CapVector is a parameter-space method that addresses a core inefficiency in vision-language-action model adaptation: pretrained VLA models often fail to improve efficiently during standard supervised finetuning, while auxiliary-objective methods that do work well carry significant computational overhead from extra loss terms. The technique trains a model to convergence on a small task set using two distinct strategies, producing two finetuned checkpoints. The parameter difference between those checkpoints is extracted as a capability vector—a representation of what auxiliary objectives contribute—and merged with the original pretrained weights to form a capability-enhanced meta model. When standard SFT on this merged model is augmented with a lightweight orthogonal regularization loss, it matches the performance of full auxiliary-objective baselines at lower computational cost.

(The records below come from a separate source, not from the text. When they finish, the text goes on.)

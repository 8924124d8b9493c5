//! The plugin contract.
//!
//! Every plugin, in-process or subprocess, exposes the same four
//! operations: [`name`](Plugin::name), [`init`](Plugin::init),
//! [`start`](Plugin::start), and [`stop`](Plugin::stop). The host drives
//! them strictly in that order; `start` runs on a background task and
//! returns only once the cancellation token fires or a fatal error occurs.
//!
//! In-process plugins are loaded from dynamic libraries that export a
//! constructor symbol named `PluginObj`; use [`export_plugin!`] to emit it
//! together with the API-version symbol the loader checks.

use std::sync::Arc;

use tokio::sync::mpsc;
use tokio_util::sync::CancellationToken;

// Re-exported so plugin crates don't need their own async-trait line.
pub use async_trait::async_trait;

use crate::envelope::{Envelope, JsonMap};
use crate::error::PluginResult;

/// Version of the in-process plugin ABI. Bumped whenever the [`Plugin`]
/// trait or [`PluginIo`] changes shape; the loader refuses libraries built
/// against a different version.
pub const PLUGIN_API_VERSION: u32 = 1;

/// Everything a running plugin needs to exchange messages with the host.
pub struct PluginIo {
    /// Envelopes addressed to this plugin.
    pub inbox: mpsc::Receiver<Envelope>,
    /// Where the plugin sends envelopes for routing (the service mailbox).
    pub outbox: mpsc::Sender<Envelope>,
    /// Fires when the host wants `start` to return.
    pub cancel: CancellationToken,
}

/// The four-operation contract every plugin implements.
///
/// Implementations use interior mutability for their state: the host holds
/// plugins behind `Arc` and `start` runs concurrently with later `stop`
/// calls.
#[async_trait]
pub trait Plugin: Send + Sync {
    /// The plugin's name. Pure; must match the `type` declared in its spec.
    fn name(&self) -> &str;

    /// Configures the plugin. Called once per load, before `start`.
    async fn init(&self, config: &JsonMap) -> PluginResult<()>;

    /// Runs the plugin until `io.cancel` fires or a fatal error occurs.
    async fn start(&self, io: PluginIo) -> PluginResult<()>;

    /// Releases external resources. Idempotent; called after cancellation.
    async fn stop(&self) -> PluginResult<()>;
}

/// A shared, type-erased plugin instance.
pub type SharedPlugin = Arc<dyn Plugin>;

/// Emits the symbols an in-process plugin library must export:
///
/// - `PluginObj`: constructor returning the boxed plugin instance;
/// - `PluginObjApiVersion`: the [`PLUGIN_API_VERSION`] the library was
///   built against.
///
/// The macro takes a constructor expression:
///
/// ```rust,ignore
/// plexus_core::export_plugin!(HelloPlugin::default());
/// ```
#[macro_export]
macro_rules! export_plugin {
    ($ctor:expr) => {
        #[unsafe(no_mangle)]
        #[allow(non_snake_case, improper_ctypes_definitions)]
        pub extern "C" fn PluginObj() -> *mut dyn $crate::Plugin {
            let plugin: Box<dyn $crate::Plugin> = Box::new($ctor);
            Box::into_raw(plugin)
        }

        #[unsafe(no_mangle)]
        #[allow(non_snake_case)]
        pub extern "C" fn PluginObjApiVersion() -> u32 {
            $crate::PLUGIN_API_VERSION
        }
    };
}

#[cfg(test)]
mod tests {
    use super::*;
    use crate::error::PluginError;

    struct Nop;

    #[async_trait]
    impl Plugin for Nop {
        fn name(&self) -> &str {
            "nop"
        }

        async fn init(&self, _config: &JsonMap) -> PluginResult<()> {
            Ok(())
        }

        async fn start(&self, io: PluginIo) -> PluginResult<()> {
            io.cancel.cancelled().await;
            Ok(())
        }

        async fn stop(&self) -> PluginResult<()> {
            Err(PluginError::runtime("nothing to release"))
        }
    }

    #[tokio::test]
    async fn contract_is_object_safe_and_drivable() {
        let plugin: SharedPlugin = Arc::new(Nop);
        assert_eq!(plugin.name(), "nop");
        plugin.init(&JsonMap::new()).await.unwrap();

        let (_tx, inbox) = mpsc::channel(1);
        let (outbox, _rx) = mpsc::channel(1);
        let cancel = CancellationToken::new();
        cancel.cancel();
        plugin
            .start(PluginIo {
                inbox,
                outbox,
                cancel,
            })
            .await
            .unwrap();

        assert!(plugin.stop().await.is_err());
    }
}
//! Configuration schema for the service host.
//!
//! # Example configuration (YAML)
//!
//! ```yaml
//! log_level: info
//! plugin_mode: subprocess
//! run_mode: service
//! plugins:
//!   - type: hello
//!     plugin_path: ./plugins
//!     config:
//!       greeting: "good morning"
//!     env:
//!       HELLO_MODE: loud
//! ```

use std::collections::HashMap;
use std::path::PathBuf;

use serde::{Deserialize, Serialize};

use plexus_core::JsonMap;

// =============================================================================
// Root Configuration
// =============================================================================

/// Root configuration handed to the supervisor.
#[derive(Debug, Clone, Serialize, Deserialize, Default)]
#[serde(default)]
pub struct ServiceConfig {
    /// Default log level.
    pub log_level: LogLevel,

    /// How plugins are hosted.
    pub plugin_mode: PluginMode,

    /// Whether the host keeps routing after bring-up or runs plugins to
    /// completion.
    pub run_mode: RunMode,

    /// Plugins to bring up, in declared order.
    pub plugins: Vec<PluginSpec>,
}

/// Per-plugin configuration.
#[derive(Debug, Clone, Serialize, Deserialize)]
pub struct PluginSpec {
    /// Plugin name and discovery key. Doubles as its mailbox name.
    #[serde(rename = "type")]
    pub name: String,

    /// Directory to discover the plugin in, or the binary itself.
    #[serde(default = "default_plugin_path")]
    pub plugin_path: PathBuf,

    /// Mailbox capacity override.
    #[serde(default)]
    pub chan_len: Option<usize>,

    /// Free-form map handed to the plugin's `init`.
    #[serde(default)]
    pub config: JsonMap,

    /// Environment variables injected before the plugin initializes.
    #[serde(default)]
    pub env: HashMap<String, String>,
}

impl PluginSpec {
    /// Creates a spec for a builtin plugin: no discovery path, no env.
    pub fn builtin(name: impl Into<String>) -> Self {
        Self {
            name: name.into(),
            plugin_path: default_plugin_path(),
            chan_len: None,
            config: JsonMap::new(),
            env: HashMap::new(),
        }
    }

    /// Sets the config map (builder pattern).
    pub fn with_config(mut self, config: JsonMap) -> Self {
        self.config = config;
        self
    }
}

fn default_plugin_path() -> PathBuf {
    PathBuf::from("./")
}

// =============================================================================
// Modes
// =============================================================================

/// How plugins are hosted.
#[derive(Debug, Clone, Copy, PartialEq, Eq, Serialize, Deserialize, Default)]
#[serde(rename_all = "kebab-case")]
pub enum PluginMode {
    /// Load plugins as dynamic libraries into the host process.
    #[default]
    InProcess,
    /// Spawn each plugin as a child process behind the RPC tunnel.
    Subprocess,
}

/// Whether the host is a long-running service or a run-to-completion job.
#[derive(Debug, Clone, Copy, PartialEq, Eq, Serialize, Deserialize, Default)]
#[serde(rename_all = "kebab-case")]
pub enum RunMode {
    /// Keep routing until a stop is requested.
    #[default]
    Service,
    /// Wait for each plugin's start to return, then shut down.
    Job,
}

// =============================================================================
// Log level
// =============================================================================

/// Log level enum, mirroring `tracing::Level`.
#[derive(Debug, Clone, Copy, PartialEq, Eq, Serialize, Deserialize, Default)]
#[serde(rename_all = "lowercase")]
pub enum LogLevel {
    Trace,
    #[default]
    Debug,
    Info,
    Warn,
    Error,
}

impl LogLevel {
    /// Converts to `tracing::Level`.
    pub fn to_tracing_level(self) -> tracing::Level {
        match self {
            Self::Trace => tracing::Level::TRACE,
            Self::Debug => tracing::Level::DEBUG,
            Self::Info => tracing::Level::INFO,
            Self::Warn => tracing::Level::WARN,
            Self::Error => tracing::Level::ERROR,
        }
    }

    /// Converts to a filter directive string.
    pub fn as_str(&self) -> &'static str {
        match self {
            Self::Trace => "trace",
            Self::Debug => "debug",
            Self::Info => "info",
            Self::Warn => "warn",
            Self::Error => "error",
        }
    }
}

impl std::fmt::Display for LogLevel {
    fn fmt(&self, f: &mut std::fmt::Formatter<'_>) -> std::fmt::Result {
        write!(f, "{}", self.as_str())
    }
}
#[cfg(test)]
mod tests {
    use super::*;
    use async_trait::async_trait;
    use plexus_core::{Plugin, PluginError, PluginResult};
    use std::sync::Mutex as StdMutex;

    /// Replies `pong` to every `ping`, addressed back to the sender.
    struct EchoPlugin;

    #[async_trait]
    impl Plugin for EchoPlugin {
        fn name(&self) -> &str {
            "echo"
        }
        async fn init(&self, _config: &JsonMap) -> PluginResult<()> {
            Ok(())
        }
        async fn start(&self, mut io: PluginIo) -> PluginResult<()> {
            loop {
                tokio::select! {
                    () = io.cancel.cancelled() => return Ok(()),
                    envelope = io.inbox.recv() => {
                        let Some(envelope) = envelope else { return Ok(()) };
                        if let Payload::Custom { kind, .. } = envelope.payload()
                            && kind == "ping"
                        {
                            let pong = Envelope::oneway(envelope.from(), Payload::Custom {
                                kind: "pong".into(),
                                body: JsonMap::new(),
                            })
                            .with_from("echo");
                            let _ = io.outbox.send(pong).await;
                        }
                    }
                }
            }
        }
        async fn stop(&self) -> PluginResult<()> {
            Ok(())
        }
    }

    /// Records its lifecycle; optionally fails `start` immediately.
    struct Script {
        name: &'static str,
        fail_start: Option<&'static str>,
        events: Arc<StdMutex<Vec<&'static str>>>,
    }

    impl Script {
        fn new(name: &'static str) -> (Self, Arc<StdMutex<Vec<&'static str>>>) {
            let events = Arc::new(StdMutex::new(Vec::new()));
            (
                Self {
                    name,
                    fail_start: None,
                    events: Arc::clone(&events),
                },
                events,
            )
        }
    }

    #[async_trait]
    impl Plugin for Script {
        fn name(&self) -> &str {
            self.name
        }
        async fn init(&self, _config: &JsonMap) -> PluginResult<()> {
            self.events.lock().unwrap().push("init");
            Ok(())
        }
        async fn start(&self, io: PluginIo) -> PluginResult<()> {
            if let Some(reason) = self.fail_start {
                return Err(PluginError::runtime(reason));
            }
            io.cancel.cancelled().await;
            self.events.lock().unwrap().push("cancelled");
            Ok(())
        }
        async fn stop(&self) -> PluginResult<()> {
            // Orderly shutdown delivers cancellation before stop completes.
            while !self.events.lock().unwrap().contains(&"cancelled") {
                tokio::time::sleep(Duration::from_millis(5)).await;
            }
            self.events.lock().unwrap().push("stopped");
            Ok(())
        }
    }

    fn service_config(names: &[&str]) -> ServiceConfig {
        ServiceConfig {
            plugins: names.iter().map(|n| PluginSpec::builtin(*n)).collect(),
            ..ServiceConfig::default()
        }
    }

    #[tokio::test]
    async fn echo_round_trip_through_the_routing_loop() {
        let mut sup = Supervisor::new(service_config(&["echo"]));
        sup.register_builtin("echo", Arc::new(EchoPlugin));
        sup.init().await.unwrap();
        sup.start().await.unwrap();

        let handle = sup.handle();
        let mailboxes = sup.mailboxes();
        let mut test_rx = mailboxes
            .get_or_create("test", None)
            .take_receiver()
            .unwrap();

        let route = tokio::spawn(async move {
            let mut sup = sup;
            sup.route().await
        });

        handle
            .send(
                Envelope::oneway("echo", Payload::Custom {
                    kind: "ping".into(),
                    body: JsonMap::new(),
                })
                .with_from("test"),
            )
            .await
            .unwrap();

        let pong = test_rx.recv().await.unwrap();
        assert_eq!(pong.to(), "test");
        assert_eq!(pong.from(), "echo");
        assert_eq!(pong.payload().kind(), "pong");

        handle.stop().await.unwrap();
        route.await.unwrap().unwrap();
        assert!(!mailboxes.contains("echo"));
        assert!(mailboxes.contains(SERVICE_MAILBOX));
    }

    #[tokio::test]
    async fn orderly_shutdown_cancels_then_stops_then_closes_the_mailbox() {
        let mut sup = Supervisor::new(service_config(&["script"]));
        let (script, events) = Script::new("script");
        sup.register_builtin("script", Arc::new(script));
        sup.init().await.unwrap();
        sup.start().await.unwrap();

        let mailboxes = sup.mailboxes();
        assert!(mailboxes.contains("script"));

        sup.shutdown().await.unwrap();
        assert_eq!(*events.lock().unwrap(), vec!["init", "cancelled", "stopped"]);
        assert!(!mailboxes.contains("script"));
    }

    #[tokio::test]
    async fn name_mismatch_aborts_bring_up_and_leaves_no_mailbox() {
        let mut sup = Supervisor::new(service_config(&["foo"]));
        let (script, _) = Script::new("bar");
        sup.register_builtin("foo", Arc::new(script));

        let err = sup.init().await.unwrap_err();
        let text = err.to_string();
        assert!(text.contains("foo") && text.contains("bar"), "{text}");

        let mailboxes = sup.mailboxes();
        assert!(!mailboxes.contains("foo"));
        assert!(!mailboxes.contains("bar"));
    }

    #[tokio::test]
    async fn undeliverable_envelopes_are_requeued_ttl_times_then_dropped() {
        let mut sup = Supervisor::new(service_config(&[]));
        sup.forward(Envelope::oneway("nowhere", Payload::ListPlugins).with_ttl(2))
            .await;

        let requeued = sup.service_rx.try_recv().unwrap();
        assert_eq!(requeued.ttl(), 1);
        sup.forward(requeued).await;

        let requeued = sup.service_rx.try_recv().unwrap();
        assert_eq!(requeued.ttl(), 0);
        sup.forward(requeued).await;

        // TTL exhausted: dropped, not re-enqueued.
        assert!(sup.service_rx.try_recv().is_err());
    }

    #[tokio::test]
    async fn empty_destination_is_dropped_as_invalid() {
        let mut sup = Supervisor::new(service_config(&[]));
        sup.forward(Envelope::oneway("", Payload::ListPlugins)).await;
        assert!(sup.service_rx.try_recv().is_err());
    }

    #[tokio::test]
    async fn dynamic_load_list_unload_round_trip() {
        let mut sup = Supervisor::new(service_config(&["echo"]));
        sup.register_builtin("echo", Arc::new(EchoPlugin));
        let (script, _) = Script::new("script");
        sup.register_builtin("script", Arc::new(script));
        sup.init().await.unwrap();
        sup.start().await.unwrap();

        let handle = sup.handle();
        let route = tokio::spawn(async move {
            let mut sup = sup;
            sup.route().await
        });

        handle
            .load_plugin(&PluginSpec::builtin("script"))
            .await
            .unwrap();
        assert_eq!(handle.list_plugins().await.unwrap(), vec!["echo", "script"]);

        handle.unload_plugin("script").await.unwrap();
        assert_eq!(handle.list_plugins().await.unwrap(), vec!["echo"]);

        // Unloading a stranger reports the error through the reply.
        let err = handle.unload_plugin("ghost").await.unwrap_err();
        assert!(err.to_string().contains("ghost"));

        handle.stop().await.unwrap();
        route.await.unwrap().unwrap();
    }

    #[tokio::test]
    async fn dynamic_load_of_an_unknown_plugin_fails_cleanly() {
        let mut sup = Supervisor::new(service_config(&[]));
        sup.init().await.unwrap();

        let handle = sup.handle();
        let mailboxes = sup.mailboxes();
        let route = tokio::spawn(async move {
            let mut sup = sup;
            sup.route().await
        });

        let err = handle
            .load_plugin(&PluginSpec::builtin("ghost"))
            .await
            .unwrap_err();
        assert!(err.to_string().contains("ghost"));
        assert!(!mailboxes.contains("ghost"));

        handle.stop().await.unwrap();
        route.await.unwrap().unwrap();
    }

    /// A job plugin that runs to completion on its own.
    struct Oneshot;

    #[async_trait]
    impl Plugin for Oneshot {
        fn name(&self) -> &str {
            "oneshot"
        }
        async fn init(&self, _config: &JsonMap) -> PluginResult<()> {
            Ok(())
        }
        async fn start(&self, _io: PluginIo) -> PluginResult<()> {
            Ok(())
        }
        async fn stop(&self) -> PluginResult<()> {
            Ok(())
        }
    }

    #[tokio::test]
    async fn job_mode_propagates_clean_start_returns() {
        let mut config = service_config(&["oneshot"]);
        config.run_mode = RunMode::Job;
        let mut sup = Supervisor::new(config);
        sup.register_builtin("oneshot", Arc::new(Oneshot));
        sup.init().await.unwrap();
        sup.start().await.unwrap();
        sup.shutdown().await.unwrap();
    }

    #[tokio::test]
    async fn job_mode_surfaces_start_errors() {
        let mut config = service_config(&["broken"]);
        config.run_mode = RunMode::Job;
        let mut sup = Supervisor::new(config);
        let (mut script, _) = Script::new("broken");
        script.fail_start = Some("kaput");
        sup.register_builtin("broken", Arc::new(script));
        sup.init().await.unwrap();

        let err = sup.start().await.unwrap_err();
        assert!(err.to_string().contains("kaput"));
    }
}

Internal and external experiments show the capability vectors generalize across diverse model architectures and transfer to novel environments and embodiments without retraining. The approach decouples the dual goals of auxiliary training—enhancing general capabilities and fitting task-specific action distributions—into separate parameter-space operations, preserving the simplicity of standard SFT while capturing the performance gains of more complex methods. The preprint was posted May 12, 2026.